The allegations of paedophilia were widely believed to be true – despite what the US legal system and the celebrities who had worked with him including Macaulay Culkin and Elizabeth Taylor had to say – and cast a dark shadow on a man who had deity like status in the world of music. His bizarre and eccentric behaviour defined him. From his pop marriage of the highest order when he wedded Elvis Presley’s daughter, his addiction to painkillers, having several children via artificial insemination and then keeping them cloistered, dangling one of them off a balcony in full public view and his strange home called Neverland to his constant air of one that had been victimized and one who was very, very sad at why the world had forsaken him. Michael constantly had fall-outs with his even stranger family and his musical peers – including Sir Paul McCartney, who was incredibly upset when Jackson bought the rights to the Beatles catalogue. It was a major revenue earner for Michael Jackson till the end.

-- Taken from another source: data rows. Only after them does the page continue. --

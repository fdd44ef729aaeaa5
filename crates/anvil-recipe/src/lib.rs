// SPDX-FileCopyrightText: Copyright © 2020-2026 the project authors
//
// SPDX-License-Identifier: MPL-2.0

//! Recipe/class parsing, `multiPackage` expansion, class-inheritance resolution, and the layered
//! `RecipeSet` that loads a project tree and hands `anvil-core` a ready-to-elaborate recipe map.

pub mod layer;
pub mod policy;
pub mod recipe;
pub mod recipe_set;
pub mod resolve;
pub mod schema;

pub use layer::{ConfigYaml, LayerError, LoadedConfig, load_layered_config};
pub use policy::Policies;
pub use recipe::Recipe;
pub use recipe_set::{RecipeSet, RecipeSetError, SourceTree, VIRTUAL_ROOT_NAME};
pub use resolve::{resolve_classes, ResolveError};
pub use schema::{
    AbstractTool, ClassFragment, Dependency, FingerprintIf, FingerprintScript, GlobList, KeyValue, MountSpec,
    PerStep, Provides, SandboxTemplate, ScmEntry, StepKind, UseKind, STEP_KINDS,
};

But ultimately, it was his musical legacy that has and will continue to reign supreme. That, the world will not forsake. Where does one start with remembering Michael Jackson’s music? The disco-infused Off the Wall, the brilliant ‘Thriller’ – which still has one of the best music videos ever made in pop history – and the album by the same name that contained some of Michael’s best work, including ‘Billie Jean’ and ‘Beat It’ or Dangerous, the album that spawned one of the biggest concert tours and featured the platinum hits ‘Black or White’ and ‘Heal the World’. Michael’s music ushered in a completely new era of pop and dance, of song writing that spoke volumes not just about Michael’s tortured state of mind, but also of celebrity status, of racism and reality, of poverty and desperation, of dance and disco and of the phantoms that really do sprout up in the dead of the night.

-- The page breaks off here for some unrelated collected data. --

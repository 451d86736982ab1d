//! # Clinic Directory
//!
//! In-memory province and clinic tables, loaded once at startup.
//!
//! ## Data File Format
//! ```json
//! {
//!   "provinces":  { "ON": "Ontario", "QC": "Quebec" },
//!   "homePharma": { "Ontario": { "Lakeshore Home Pharmacy": { "Address": "...", ... } } },
//!   "infusion":   { "Ontario": { "Downtown Infusion Clinic": { "Address": "...", ... } } }
//! }
//! ```
//!
//! Clinic tables are keyed by province *display name*, because that is the
//! value the province dropdown reports.

use std::path::Path;

use indexmap::IndexMap;
use serde::{Deserialize, Serialize};
use tracing::{debug, info};

use billing_core::{BillingMethod, ClinicCatalog, ClinicRecord};

use crate::error::{DirectoryError, DirectoryResult};

/// Sample data compiled into the binary.
const BUNDLED_DIRECTORY: &str = include_str!("../data/clinics.sample.json");

/// Province display name → clinic name → record.
pub type ClinicTable = IndexMap<String, IndexMap<String, ClinicRecord>>;

/// The full set of lookup tables.
#[derive(Debug, Clone, Default, PartialEq, Eq, Serialize, Deserialize)]
#[serde(rename_all = "camelCase")]
pub struct ClinicDirectory {
    /// Province code → display name.
    pub provinces: IndexMap<String, String>,

    #[serde(default)]
    pub home_pharma: ClinicTable,

    #[serde(default)]
    pub infusion: ClinicTable,
}

impl ClinicDirectory {
    /// Parses and checks a directory from JSON text.
    pub fn from_json_str(json: &str) -> DirectoryResult<Self> {
        let directory: ClinicDirectory = serde_json::from_str(json)?;
        directory.validate()?;

        info!(
            provinces = directory.provinces.len(),
            home_pharma_clinics = count_clinics(&directory.home_pharma),
            infusion_clinics = count_clinics(&directory.infusion),
            "Clinic directory loaded"
        );

        Ok(directory)
    }

    /// Reads a directory file from disk.
    pub fn from_path(path: &Path) -> DirectoryResult<Self> {
        debug!(?path, "Reading clinic directory");
        let json = std::fs::read_to_string(path).map_err(|source| DirectoryError::Io {
            path: path.to_path_buf(),
            source,
        })?;
        Self::from_json_str(&json)
    }

    /// The sample directory shipped with the crate.
    pub fn bundled() -> DirectoryResult<Self> {
        Self::from_json_str(BUNDLED_DIRECTORY)
    }

    /// Returns the table consulted for a billing method.
    pub fn table(&self, method: BillingMethod) -> &ClinicTable {
        match method {
            BillingMethod::HomePharma => &self.home_pharma,
            BillingMethod::InfusionClinic => &self.infusion,
        }
    }

    /// Checks the cross-table invariants.
    ///
    /// ## Rules
    /// - At least one province
    /// - Every clinic table key is a known province display name
    /// - Every record has address, city, province and postal code
    pub fn validate(&self) -> DirectoryResult<()> {
        if self.provinces.is_empty() {
            return Err(DirectoryError::EmptyProvinceList);
        }

        for method in BillingMethod::ALL {
            let table_name = table_name(method);

            for (province, clinics) in self.table(method) {
                if !self.provinces.values().any(|p| p == province) {
                    return Err(DirectoryError::UnknownProvince {
                        table: table_name.to_string(),
                        province: province.clone(),
                    });
                }

                for (clinic, record) in clinics {
                    let required = [
                        ("Address", &record.address),
                        ("City", &record.city),
                        ("Province", &record.province),
                        ("Postal Code", &record.postal_code),
                    ];
                    if let Some((field, _)) = required.iter().find(|(_, v)| v.trim().is_empty()) {
                        return Err(DirectoryError::IncompleteRecord {
                            table: table_name.to_string(),
                            province: province.clone(),
                            clinic: clinic.clone(),
                            field: field.to_string(),
                        });
                    }
                }
            }
        }

        Ok(())
    }
}

impl ClinicCatalog for ClinicDirectory {
    fn provinces(&self) -> Vec<String> {
        self.provinces.values().cloned().collect()
    }

    fn clinic_names(&self, method: BillingMethod, province: &str) -> Vec<String> {
        self.table(method)
            .get(province)
            .map(|clinics| clinics.keys().cloned().collect())
            .unwrap_or_default()
    }

    fn clinic(&self, method: BillingMethod, province: &str, clinic: &str) -> Option<&ClinicRecord> {
        self.table(method).get(province)?.get(clinic)
    }
}

fn table_name(method: BillingMethod) -> &'static str {
    match method {
        BillingMethod::HomePharma => "homePharma",
        BillingMethod::InfusionClinic => "infusion",
    }
}

fn count_clinics(table: &ClinicTable) -> usize {
    table.values().map(IndexMap::len).sum()
}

His death seems incomprehensible because after years of only being a shadowy figure in the public consciousness, laughed at and mocked by everyone, he had re-emerged to announce a series of comeback concerts in the UK. The tickets were sold out instantly – and just a few days ago, concert promoters had announced new dates, there were daily news stories about how he was holed up rehearsing for a tour that he had called his “final curtain call.” Reports of Michael being near death were so common, including one incident in the ’90s where his hair caught on fire and he suffered severe burns. There were so many rumours – even in his last days – that he was suffering from cancer. One never imagined the impact news of his actual death would have. Word of his demise has come as a shock, leaving behind the same unprepared feeling as I imagine the world felt when this gawky teenager from Indiana became the world’s biggest cultural icon.
It is truly tragic that Michael left the world without delivering his final curtain call and doing the moonwalk one last time, without leaving us in awe all over again of the man who really did seem invincible, the one who made us feel absolutely convinced of his genius.
Rest in peace, Michael Jackson, rest in peace. There’ll never be another you.